*THE DATA:*
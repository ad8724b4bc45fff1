use sea_orm_migration::prelude::*;

#[derive(DeriveMigrationName)]
pub struct Migration;

#[async_trait::async_trait]
impl MigrationTrait for Migration {
    async fn up(&self, manager: &SchemaManager) -> Result<(), DbErr> {
        manager
            .create_table(
                Table::create()
                    .table(Follow::Table)
                    .col(
                        ColumnDef::new(Follow::UserId)
                            .uuid()
                            .not_null()
                    )
                    .col(
                        ColumnDef::new(Follow::TargetId)
                            .uuid()
                            .not_null()
                    )
                    .primary_key(
                        Index::create()
                            .col(Follow::UserId)
                            .col(Follow::TargetId),
                    )
                    .foreign_key(
                        ForeignKey::create()
                            .name("fk_follow_user")
                            .from(Follow::Table, Follow::UserId)
                            .to(User::Table, User::Id)
                            .on_update(ForeignKeyAction::Cascade)
                            .on_delete(ForeignKeyAction::Cascade),
                    )
                    .to_owned()
            )
            .await?;

        manager
            .create_table(
                Table::create()
                    .table(Favorite::Table)
                    .col(
                        ColumnDef::new(Favorite::UserId)
                            .uuid()
                            .not_null()
                    )
                    .col(
                        ColumnDef::new(Favorite::ItemId)
                            .uuid()
                            .not_null()
                    )
                    .primary_key(
                        Index::create()
                            .col(Favorite::UserId)
                            .col(Favorite::ItemId),
                    )
                    .foreign_key(
                        ForeignKey::create()
                            .name("fk_favorite_user")
                            .from(Favorite::Table, Favorite::UserId)
                            .to(User::Table, User::Id)
                            .on_update(ForeignKeyAction::Cascade)
                            .on_delete(ForeignKeyAction::Cascade),
                    )
                    .to_owned()
            )
            .await?;
        Ok(())
    }

    async fn down(&self, manager: &SchemaManager) -> Result<(), DbErr> {
        manager
            .drop_table(
                Table::drop()
                    .table(Favorite::Table)
                    .if_exists()
                    .to_owned(),
            )
            .await?;
        manager
            .drop_table(
                Table::drop()
                    .table(Follow::Table)
                    .if_exists()
                    .to_owned(),
            )
            .await?;
        Ok(())
    }
}

#[derive(DeriveIden)]
enum Follow {
    Table,
    UserId,
    TargetId,
}

#[derive(DeriveIden)]
enum Favorite {
    Table,
    UserId,
    ItemId,
}

#[derive(DeriveIden)]
enum User {
    Table,
    Id,
}
use async_trait::async_trait;
use uuid::Uuid;

use crate::types::error::AppError;
use crate::types::user::User;

/// The persistence collaborator. Lookups return fully loaded users,
/// relations included. Callers must await a mutation before treating it
/// as durable; a returned error means nothing may be assumed persisted.
#[async_trait]
pub trait UserStore: Send + Sync {
    async fn find_by_id(&self, id: Uuid) -> Result<Option<User>, AppError>;

    async fn find_by_username(&self, username: &str) -> Result<Option<User>, AppError>;

    async fn find_by_email(&self, email: &str) -> Result<Option<User>, AppError>;

    /// First persistence of a new user. Fails with a field-level
    /// validation error when username or email is already taken.
    async fn insert(&self, user: &User) -> Result<(), AppError>;

    /// Upsert of profile, credentials, and both relation sets.
    /// Concurrent savers of the same user are last-write-wins; this
    /// layer does not order or merge them.
    async fn save(&self, user: &User) -> Result<(), AppError>;
}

*TASK DIRECTIONS:* Type out the full listing again, exactly as given.

*WRITTEN ANSWER:*
repository ad8724b4bc45fff1
use sea_orm_migration::prelude::*;

#[derive(DeriveMigrationName)]
pub struct Migration;

#[async_trait::async_trait]
impl MigrationTrait for Migration {
    async fn up(&self, manager: &SchemaManager) -> Result<(), DbErr> {
        manager
            .create_table(
                Table::create()
                    .table(Follow::Table)
                    .col(
                        ColumnDef::new(Follow::UserId)
                            .uuid()
                            .not_null()
                    )
                    .col(
                        ColumnDef::new(Follow::TargetId)
                            .uuid()
                            .not_null()
                    )
                    .primary_key(
                        Index::create()
                            .col(Follow::UserId)
                            .col(Follow::TargetId),
                    )
                    .foreign_key(
                        ForeignKey::create()
                            .name("fk_follow_user")
                            .from(Follow::Table, Follow::UserId)
                            .to(User::Table, User::Id)
                            .on_update(ForeignKeyAction::Cascade)
                            .on_delete(ForeignKeyAction::Cascade),
                    )
                    .to_owned()
            )
            .await?;

        manager
            .create_table(
                Table::create()
                    .table(Favorite::Table)
                    .col(
                        ColumnDef::new(Favorite::UserId)
                            .uuid()
                            .not_null()
                    )
                    .col(
                        ColumnDef::new(Favorite::ItemId)
                            .uuid()
                            .not_null()
                    )
                    .primary_key(
                        Index::create()
                            .col(Favorite::UserId)
                            .col(Favorite::ItemId),
                    )
                    .foreign_key(
                        ForeignKey::create()
                            .name("fk_favorite_user")
                            .from(Favorite::Table, Favorite::UserId)
                            .to(User::Table, User::Id)
                            .on_update(ForeignKeyAction::Cascade)
                            .on_delete(ForeignKeyAction::Cascade),
                    )
                    .to_owned()
            )
            .await?;
        Ok(())
    }

    async fn down(&self, manager: &SchemaManager) -> Result<(), DbErr> {
        manager
            .drop_table(
                Table::drop()
                    .table(Favorite::Table)
                    .if_exists()
                    .to_owned(),
            )
            .await?;
        manager
            .drop_table(
                Table::drop()
                    .table(Follow::Table)
                    .if_exists()
                    .to_owned(),
            )
            .await?;
        Ok(())
    }
}

#[derive(DeriveIden)]
enum Follow {
    Table,
    UserId,
    TargetId,
}

#[derive(DeriveIden)]
enum Favorite {
    Table,
    UserId,
    ItemId,
}

#[derive(DeriveIden)]
enum User {
    Table,
    Id,
}
use async_trait::async_trait;
use uuid::Uuid;

use crate::types::error::AppError;
use crate::types::user::User;

/// The persistence collaborator. Lookups return fully loaded users,
/// relations included. Callers must await a mutation before treating it
/// as durable; a returned error means nothing may be assumed persisted.
#[async_trait]
pub trait UserStore: Send + Sync {
    async fn find_by_id(&self, id: Uuid) -> Result<Option<User>, AppError>;

    async fn find_by_username(&self, username: &str) -> Result<Option<User>, AppError>;

    async fn find_by_email(&self, email: &str) -> Result<Option<User>, AppError>;

    /// First persistence of a new user. Fails with a field-level
    /// validation error when username or email is already taken.
    async fn insert(&self, user: &User) -> Result<(), AppError>;

    /// Upsert of profile, credentials, and both relation sets.
    /// Concurrent savers of the same user are last-write-wins; this
    /// layer does not order or merge them.
    async fn save(&self, user: &User) -> Result<(), AppError>;
}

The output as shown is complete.